Estate Planning
Our estate planning services are tailored to your individual requirements to ensure we find the best solution for you and your family. We’re based in Sharston and give estate planning advice to clients across Manchester and Stockport.
PLEASE NOTE THAT NOT ALL OF ESTATE PLANNING IS FULLY REGULATED. I ONLY CAN ADVICE ON THE REGULATED AERAS OF ESTATE PLANNING.
Please note that the content below is just a brief explanation / information and not advice.
What are the Main Types of Trust?
Bare Trust
A bare trust, also known as an ‘absolute’ trust, is one where the beneficiary gains immediate, absolute right to the assets in the trust and the income generated. The settlor placing funds into trust must be certain that the assets in the trust will go directly to the beneficiary or beneficiaries they choose. Once this trust has been set up, the beneficiaries cannot be changed. Where the beneficiary is a minor, they can demand to take ownership of the assets on attaining the age of 18.
Discretionary Trust
A discretionary trust enables the trustees to have discretion about how the trust's income and/or assets are used. In a discretionary trust, the trustees are legal owners of the assets in the trust. They must run the trust to benefit the beneficiaries. They also have the power to appoint new beneficiaries.

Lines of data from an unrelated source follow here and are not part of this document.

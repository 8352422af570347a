use std::num::NonZeroUsize;

use mavg_core::{AveragedPoint, Error, Event, Result};

use crate::time::{before_or_equal, Bucket};

/// Contribution of the events attributed to one bucket, or of the whole window.
///
/// `duration_sum` is 128-bit so that any run of `u64` durations fits.
#[derive(Debug, Clone, Copy, Default, PartialEq, Eq)]
pub struct BucketState {
    pub count: u64,
    pub duration_sum: u128,
}

impl BucketState {
    fn fold(&mut self, duration: u64) {
        self.count += 1;
        self.duration_sum += u128::from(duration);
    }

    fn add(&mut self, other: BucketState) {
        self.count += other.count;
        self.duration_sum += other.duration_sum;
    }

    fn sub(&mut self, other: BucketState) {
        self.count -= other.count;
        self.duration_sum -= other.duration_sum;
    }

    /// Mean duration, or 0 for an empty state.
    pub fn average(&self) -> f64 {
        if self.count == 0 {
            return 0.0;
        }
        self.duration_sum as f64 / self.count as f64
    }
}

#[derive(Debug, Clone, Copy)]
struct Cursor {
    start: Bucket,
    head: Bucket,
    tail: Bucket,
}

/// Per-minute moving average over the last `window_size` buckets.
///
/// Buckets live in a ring of at most `window_size` slots; a bucket's slot is its
/// minute offset from the first bucket modulo `window_size`. The running total is
/// kept incrementally so each tick is O(1) whatever the window size.
///
/// Not thread-safe: drive it from a single owner.
#[derive(Debug, Clone)]
pub struct SlidingWindow {
    window_size: NonZeroUsize,
    slots: Vec<BucketState>,
    live: usize,
    total: BucketState,
    cursor: Option<Cursor>,
}

impl SlidingWindow {
    pub fn new(window_size: NonZeroUsize) -> Self {
        Self {
            window_size,
            slots: Vec::new(),
            live: 0,
            total: BucketState::default(),
            cursor: None,
        }
    }

    pub fn window_size(&self) -> NonZeroUsize {
        self.window_size
    }

    /// Buckets currently inside the window. Never exceeds `window_size`.
    pub fn len(&self) -> usize {
        self.live
    }

    pub fn is_empty(&self) -> bool {
        self.live == 0
    }

    /// True once the first event has been seen.
    pub fn is_running(&self) -> bool {
        self.cursor.is_some()
    }

    pub fn running_total(&self) -> BucketState {
        self.total
    }

    /// The next bucket to be emitted, once running.
    pub fn head(&self) -> Option<Bucket> {
        self.cursor.map(|c| c.head)
    }

    /// Advance the clock up to and including the event's bucket, emitting one point per minute.
    ///
    /// The first event opens the series one minute before its own bucket. An event whose
    /// bucket was already emitted yields no points and is not counted.
    pub fn ingest(&mut self, event: &Event) -> Vec<AveragedPoint> {
        let target = Bucket::of(event.timestamp);
        let mut cursor = *self.cursor.get_or_insert_with(|| {
            let start = target.prev();
            Cursor { start, head: start, tail: start }
        });

        let mut out = Vec::new();
        while before_or_equal(cursor.head, target) {
            // The head reuses the tail's slot once the ring is full.
            if self.live == self.window_size.get() {
                self.evict_tail(&mut cursor);
            }
            let mut state = BucketState::default();
            if cursor.head == target {
                state.fold(event.duration);
                self.total.add(state);
            }
            self.open(&cursor, state);

            out.push(AveragedPoint::new(cursor.head.start(), self.total.average()));
            cursor.head = cursor.head.next();
        }
        self.cursor = Some(cursor);
        out
    }

    /// Ingest events in order, concatenating the emitted points.
    pub fn ingest_all<'a, I>(&mut self, events: I) -> Vec<AveragedPoint>
    where
        I: IntoIterator<Item = &'a Event>,
    {
        let mut out = Vec::new();
        for ev in events {
            out.extend(self.ingest(ev));
        }
        out
    }

    fn slot_of(&self, cursor: &Cursor, bucket: Bucket) -> usize {
        let offset = bucket.minutes_since(cursor.start).max(0) as usize;
        offset % self.window_size.get()
    }

    fn open(&mut self, cursor: &Cursor, state: BucketState) {
        let slot = self.slot_of(cursor, cursor.head);
        // Slots are first visited in order, so the ring only grows at its end.
        if slot == self.slots.len() {
            self.slots.push(state);
        } else {
            self.slots[slot] = state;
        }
        self.live += 1;
    }

    fn evict_tail(&mut self, cursor: &mut Cursor) {
        let slot = self.slot_of(cursor, cursor.tail);
        let old = std::mem::take(&mut self.slots[slot]);
        self.total.sub(old);
        self.live -= 1;
        cursor.tail = cursor.tail.next();
    }
}

/// Batch entry point: the full series for an ordered, non-empty list of events.
///
/// Covers from the minute before the first event's bucket up to the last event's bucket,
/// exactly like feeding the events one by one to a fresh `SlidingWindow`.
pub fn compute_all(window_size: NonZeroUsize, events: &[Event]) -> Result<Vec<AveragedPoint>> {
    if events.is_empty() {
        return Err(Error::EmptyInput);
    }
    Ok(SlidingWindow::new(window_size).ingest_all(events))
}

Under a discretionary trust, when a claim is made on the policy, there may be tax charges on the policy proceeds. This will depend on when the benefits are paid out and on how long the policy proceeds are held within the trust. It is therefore recommended that professional tax advice is sought when assets held within a trust are to be distributed.
Split Discretionary Trust - Life & Critical Illness
A discretionary trust enables the trustees have discretion about how the trust's income and/or assets are used. In a discretionary trust, the trustees are legal owners of the assets in the trust. They must run the trust to benefit the beneficiaries. They also have the power to appoint new beneficiaries.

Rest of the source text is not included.